## TASK ITEM
Line by line, copy out the data below exactly.

## Collection entries
··········

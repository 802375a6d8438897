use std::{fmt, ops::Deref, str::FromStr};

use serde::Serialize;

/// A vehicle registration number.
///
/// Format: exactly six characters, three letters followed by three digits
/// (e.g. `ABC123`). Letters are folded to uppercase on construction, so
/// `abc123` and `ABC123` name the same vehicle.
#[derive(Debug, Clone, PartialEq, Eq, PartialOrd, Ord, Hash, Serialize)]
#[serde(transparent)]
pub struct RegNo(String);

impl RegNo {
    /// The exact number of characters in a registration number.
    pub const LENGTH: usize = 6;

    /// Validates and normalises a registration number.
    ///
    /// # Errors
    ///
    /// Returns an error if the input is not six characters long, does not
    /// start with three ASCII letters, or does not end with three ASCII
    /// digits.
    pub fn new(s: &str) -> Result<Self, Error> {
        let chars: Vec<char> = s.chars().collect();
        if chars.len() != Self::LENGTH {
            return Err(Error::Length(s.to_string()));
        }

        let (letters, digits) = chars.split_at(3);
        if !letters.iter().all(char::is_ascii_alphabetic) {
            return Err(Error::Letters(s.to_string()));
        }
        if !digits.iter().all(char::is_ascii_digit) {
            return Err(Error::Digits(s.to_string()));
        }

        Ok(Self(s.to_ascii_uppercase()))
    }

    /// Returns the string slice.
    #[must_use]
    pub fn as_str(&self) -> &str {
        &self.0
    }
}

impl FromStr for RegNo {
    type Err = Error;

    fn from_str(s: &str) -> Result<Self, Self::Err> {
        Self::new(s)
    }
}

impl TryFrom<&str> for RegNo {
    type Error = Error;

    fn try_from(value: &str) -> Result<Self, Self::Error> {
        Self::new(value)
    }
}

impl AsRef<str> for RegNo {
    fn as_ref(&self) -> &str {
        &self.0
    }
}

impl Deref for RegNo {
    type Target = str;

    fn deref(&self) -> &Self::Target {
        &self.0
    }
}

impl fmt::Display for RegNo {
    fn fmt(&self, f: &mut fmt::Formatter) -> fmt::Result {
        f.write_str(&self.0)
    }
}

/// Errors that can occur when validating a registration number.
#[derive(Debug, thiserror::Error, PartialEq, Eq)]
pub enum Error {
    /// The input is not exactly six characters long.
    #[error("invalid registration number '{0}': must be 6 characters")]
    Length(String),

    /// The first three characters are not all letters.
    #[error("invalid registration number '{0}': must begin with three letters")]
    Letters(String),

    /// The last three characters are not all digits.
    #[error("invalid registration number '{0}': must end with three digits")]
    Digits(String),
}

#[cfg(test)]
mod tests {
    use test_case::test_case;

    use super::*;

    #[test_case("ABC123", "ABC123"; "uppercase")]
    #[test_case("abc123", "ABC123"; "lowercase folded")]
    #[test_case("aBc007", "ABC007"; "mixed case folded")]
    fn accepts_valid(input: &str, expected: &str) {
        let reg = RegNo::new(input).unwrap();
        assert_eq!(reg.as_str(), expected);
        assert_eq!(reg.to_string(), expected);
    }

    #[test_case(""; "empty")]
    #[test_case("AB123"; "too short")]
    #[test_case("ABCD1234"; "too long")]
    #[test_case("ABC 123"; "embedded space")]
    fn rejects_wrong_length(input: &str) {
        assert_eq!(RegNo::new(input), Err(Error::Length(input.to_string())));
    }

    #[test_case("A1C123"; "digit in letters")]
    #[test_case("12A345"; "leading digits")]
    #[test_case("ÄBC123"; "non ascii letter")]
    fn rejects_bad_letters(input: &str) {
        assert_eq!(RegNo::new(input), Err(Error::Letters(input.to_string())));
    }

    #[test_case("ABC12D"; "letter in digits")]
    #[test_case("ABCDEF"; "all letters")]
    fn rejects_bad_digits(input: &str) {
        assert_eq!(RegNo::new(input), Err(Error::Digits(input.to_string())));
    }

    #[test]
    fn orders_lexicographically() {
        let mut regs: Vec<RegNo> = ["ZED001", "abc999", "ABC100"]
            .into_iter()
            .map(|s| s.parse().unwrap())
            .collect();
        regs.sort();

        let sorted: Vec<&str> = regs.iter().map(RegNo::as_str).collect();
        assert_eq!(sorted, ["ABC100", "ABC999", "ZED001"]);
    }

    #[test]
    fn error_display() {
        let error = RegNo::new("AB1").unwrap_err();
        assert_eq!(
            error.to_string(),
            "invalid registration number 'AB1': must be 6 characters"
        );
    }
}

··········

## ANSWER AREA
repository 802375a6d8438897
use std::{fmt, ops::Deref, str::FromStr};

use serde::Serialize;

/// A vehicle registration number.
///
/// Format: exactly six characters, three letters followed by three digits
/// (e.g. `ABC123`). Letters are folded to uppercase on construction, so
/// `abc123` and `ABC123` name the same vehicle.
#[derive(Debug, Clone, PartialEq, Eq, PartialOrd, Ord, Hash, Serialize)]
#[serde(transparent)]
pub struct RegNo(String);

impl RegNo {
    /// The exact number of characters in a registration number.
    pub const LENGTH: usize = 6;

    /// Validates and normalises a registration number.
    ///
    /// # Errors
    ///
    /// Returns an error if the input is not six characters long, does not
    /// start with three ASCII letters, or does not end with three ASCII
    /// digits.
    pub fn new(s: &str) -> Result<Self, Error> {
        let chars: Vec<char> = s.chars().collect();
        if chars.len() != Self::LENGTH {
            return Err(Error::Length(s.to_string()));
        }

        let (letters, digits) = chars.split_at(3);
        if !letters.iter().all(char::is_ascii_alphabetic) {
            return Err(Error::Letters(s.to_string()));
        }
        if !digits.iter().all(char::is_ascii_digit) {
            return Err(Error::Digits(s.to_string()));
        }

        Ok(Self(s.to_ascii_uppercase()))
    }

    /// Returns the string slice.
    #[must_use]
    pub fn as_str(&self) -> &str {
        &self.0
    }
}

impl FromStr for RegNo {
    type Err = Error;

    fn from_str(s: &str) -> Result<Self, Self::Err> {
        Self::new(s)
    }
}

impl TryFrom<&str> for RegNo {
    type Error = Error;

    fn try_from(value: &str) -> Result<Self, Self::Error> {
        Self::new(value)
    }
}

impl AsRef<str> for RegNo {
    fn as_ref(&self) -> &str {
        &self.0
    }
}

impl Deref for RegNo {
    type Target = str;

    fn deref(&self) -> &Self::Target {
        &self.0
    }
}

impl fmt::Display for RegNo {
    fn fmt(&self, f: &mut fmt::Formatter) -> fmt::Result {
        f.write_str(&self.0)
    }
}

/// Errors that can occur when validating a registration number.
#[derive(Debug, thiserror::Error, PartialEq, Eq)]
pub enum Error {
    /// The input is not exactly six characters long.
    #[error("invalid registration number '{0}': must be 6 characters")]
    Length(String),

    /// The first three characters are not all letters.
    #[error("invalid registration number '{0}': must begin with three letters")]
    Letters(String),

    /// The last three characters are not all digits.
    #[error("invalid registration number '{0}': must end with three digits")]
    Digits(String),
}

#[cfg(test)]
mod tests {
    use test_case::test_case;

    use super::*;

    #[test_case("ABC123", "ABC123"; "uppercase")]
    #[test_case("abc123", "ABC123"; "lowercase folded")]
    #[test_case("aBc007", "ABC007"; "mixed case folded")]
    fn accepts_valid(input: &str, expected: &str) {
        let reg = RegNo::new(input).unwrap();
        assert_eq!(reg.as_str(), expected);
        assert_eq!(reg.to_string(), expected);
    }

    #[test_case(""; "empty")]
    #[test_case("AB123"; "too short")]
    #[test_case("ABCD1234"; "too long")]
    #[test_case("ABC 123"; "embedded space")]
    fn rejects_wrong_length(input: &str) {
        assert_eq!(RegNo::new(input), Err(Error::Length(input.to_string())));
    }

    #[test_case("A1C123"; "digit in letters")]
    #[test_case("12A345"; "leading digits")]
    #[test_case("ÄBC123"; "non ascii letter")]
    fn rejects_bad_letters(input: &str) {
        assert_eq!(RegNo::new(input), Err(Error::Letters(input.to_string())));
    }

    #[test_case("ABC12D"; "letter in digits")]
    #[test_case("ABCDEF"; "all letters")]
    fn rejects_bad_digits(input: &str) {
        assert_eq!(RegNo::new(input), Err(Error::Digits(input.to_string())));
    }

    #[test]
    fn orders_lexicographically() {
        let mut regs: Vec<RegNo> = ["ZED001", "abc999", "ABC100"]
            .into_iter()
            .map(|s| s.parse().unwrap())
            .collect();
        regs.sort();

        let sorted: Vec<&str> = regs.iter().map(RegNo::as_str).collect();
        assert_eq!(sorted, ["ABC100", "ABC999", "ZED001"]);
    }

    #[test]
    fn error_display() {
        let error = RegNo::new("AB1").unwrap_err();
        assert_eq!(
            error.to_string(),
            "invalid registration number 'AB1': must be 6 characters"
        );
    }
}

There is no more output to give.